On October 4, U.S. Court of Federal Claims Judge Margaret Sweeney granted a motion to compel the disclosure of documents filed over the summer by attorneys for Fairholme Fund’s shareholders in Fannie and Freddie. In August, they asked Sweeney to order the use of the “quick peek” procedure for about 1,500 documents related to the Sweep, many of them emails and other communications between government officials going back five years ago or more. Consistent with several previous rulings, Sweeney’s granting the motion rebuked government lawyers who have for years invoked various forms of privileged treatment to keep the public from knowing the full story about the Sweep – and to deny shareholders their rights.
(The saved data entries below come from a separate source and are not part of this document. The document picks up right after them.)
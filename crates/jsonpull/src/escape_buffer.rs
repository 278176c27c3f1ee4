//! Accumulator for `\uXXXX` escape sequences, including surrogate pairs.
//!
//! Four hex digits are collected one byte at a time (escapes can be split
//! across chunks). A high surrogate half is held until the matching low
//! half arrives through a second `\uXXXX` escape; anything else makes the
//! held half a lone surrogate, which is an error.

use crate::error::SyntaxError;

/// What happened after feeding one hex digit.
pub(crate) enum EscapeStep {
    /// More hex digits wanted.
    NeedMore,
    /// The escape decoded to a character.
    Char(char),
    /// A high surrogate was parsed; the next escape must supply the low
    /// half before any other string content.
    NeedLowSurrogate,
}

#[derive(Debug)]
pub(crate) struct UnicodeEscapeBuffer {
    hex: [u8; 4],
    len: u8,
    pending_high: Option<u16>,
}

impl UnicodeEscapeBuffer {
    pub(crate) fn new() -> Self {
        Self {
            hex: [0; 4],
            len: 0,
            pending_high: None,
        }
    }

    /// Takes the held high surrogate, if any, for error reporting.
    pub(crate) fn take_pending(&mut self) -> Option<u16> {
        self.pending_high.take()
    }

    /// Feeds one byte of the four-digit hex payload.
    pub(crate) fn feed(&mut self, b: u8) -> Result<EscapeStep, SyntaxError> {
        if !b.is_ascii_hexdigit() {
            return Err(SyntaxError::InvalidUnicodeEscape(char::from(b)));
        }

        self.hex[usize::from(self.len)] = b;
        self.len += 1;
        if self.len < 4 {
            return Ok(EscapeStep::NeedMore);
        }
        self.len = 0;

        // The digits were checked as they arrived.
        let hex = core::str::from_utf8(&self.hex).expect("hex digits are ASCII");
        let code = u16::from_str_radix(hex, 16).expect("four hex digits fit u16");

        match (self.pending_high.take(), code) {
            (Some(high), 0xDC00..=0xDFFF) => {
                let scalar = 0x10000
                    + ((u32::from(high) - 0xD800) << 10)
                    + (u32::from(code) - 0xDC00);
                let ch = char::from_u32(scalar)
                    .ok_or(SyntaxError::LoneSurrogate(u32::from(high)))?;
                Ok(EscapeStep::Char(ch))
            }
            (Some(high), _) => Err(SyntaxError::LoneSurrogate(u32::from(high))),
            (None, 0xD800..=0xDBFF) => {
                self.pending_high = Some(code);
                Ok(EscapeStep::NeedLowSurrogate)
            }
            (None, 0xDC00..=0xDFFF) => Err(SyntaxError::LoneSurrogate(u32::from(code))),
            (None, _) => Ok(EscapeStep::Char(
                char::from_u32(u32::from(code)).expect("non-surrogate BMP code point"),
            )),
        }
    }
}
With the latest ruling, lawyers for shareholders will finally be able to review nearly all of the documents the government has been so determined to hide about the deliberations, calculations and machinations of senior officials in the Obama Treasury Department, the Federal Housing Finance Agency (FHFA) and other governmental offices. While this is a clear victory for transparency in government, Sweeney’s ruling provides Fairholme’s attorneys only the opportunity to scan the trove of documents that have been part of the largest privileged log in U.S. history. In essence, at this point a “quick peek” is getting close to the “full monty.”
When the Net Worth Sweep was announced in August 2012, Fannie Mae and Freddie Mac were already four years into what was supposed to be a temporary conservatorship and back on their feet financially. The GSEs were also about to enter a period of great profitability, just as government officials predicted when conceiving the idea of the Net Worth Sweep. The decision to suddenly divert the GSEs’ earnings away from replenishing capital reserves and into government coffers seemed amiss and prompted a series of lawsuits by investors and shareholders in Fannie and Freddie.
To demonstrate this action exceeded the legal authority provided to government agencies under the Housing and Economic Recovery Act (HERA), shareholders sought documents that should have been open to the public. But the government raised the dubious claim executive privilege, normally invoked for national security reasons, to keep the records sealed. In a discovery process involving about 12,000 documents the government at first made 3,500 documents available. But that was just the beginning of a battle over documents.
In early 2017, a Federal Circuit Court turned down the government’s attempt to end the discovery process altogether but allowed that documents could be made available to plaintiff attorneys on a case-by-case basis. On August 1, the government agreed to release 17 more documents but these items only fueled suspicion about what the government continued to hide. For example, an email discussion about “re-recording certain deferred tax assets that had been written-off” directly contradicted a statement by Mario Ugoletti, a senior Federal Housing Finance Agency (FHFA). Another document concerned an email summarizing a June 2012 meeting between FHFA officials and Fannie’s CFO Susan McFarland that affirmed yet again that officials knew the GSEs were about to become quite profitable even though the Sweep was later justified, in part, as a way to protect taxpayers from possible losses at Fannie and Freddie.
Instead of battling over one five-year-old email after another, in August Fairholme attorneys asked Sweeney to use the “quick peek” procedure for about 1,500 documents from May 2012 onward. By saying yes this week, Sweeney not only helped expedite a protracted battle over evidence critical to the pursuit of justice for shareholders but also affirmed the principle of transparency in government.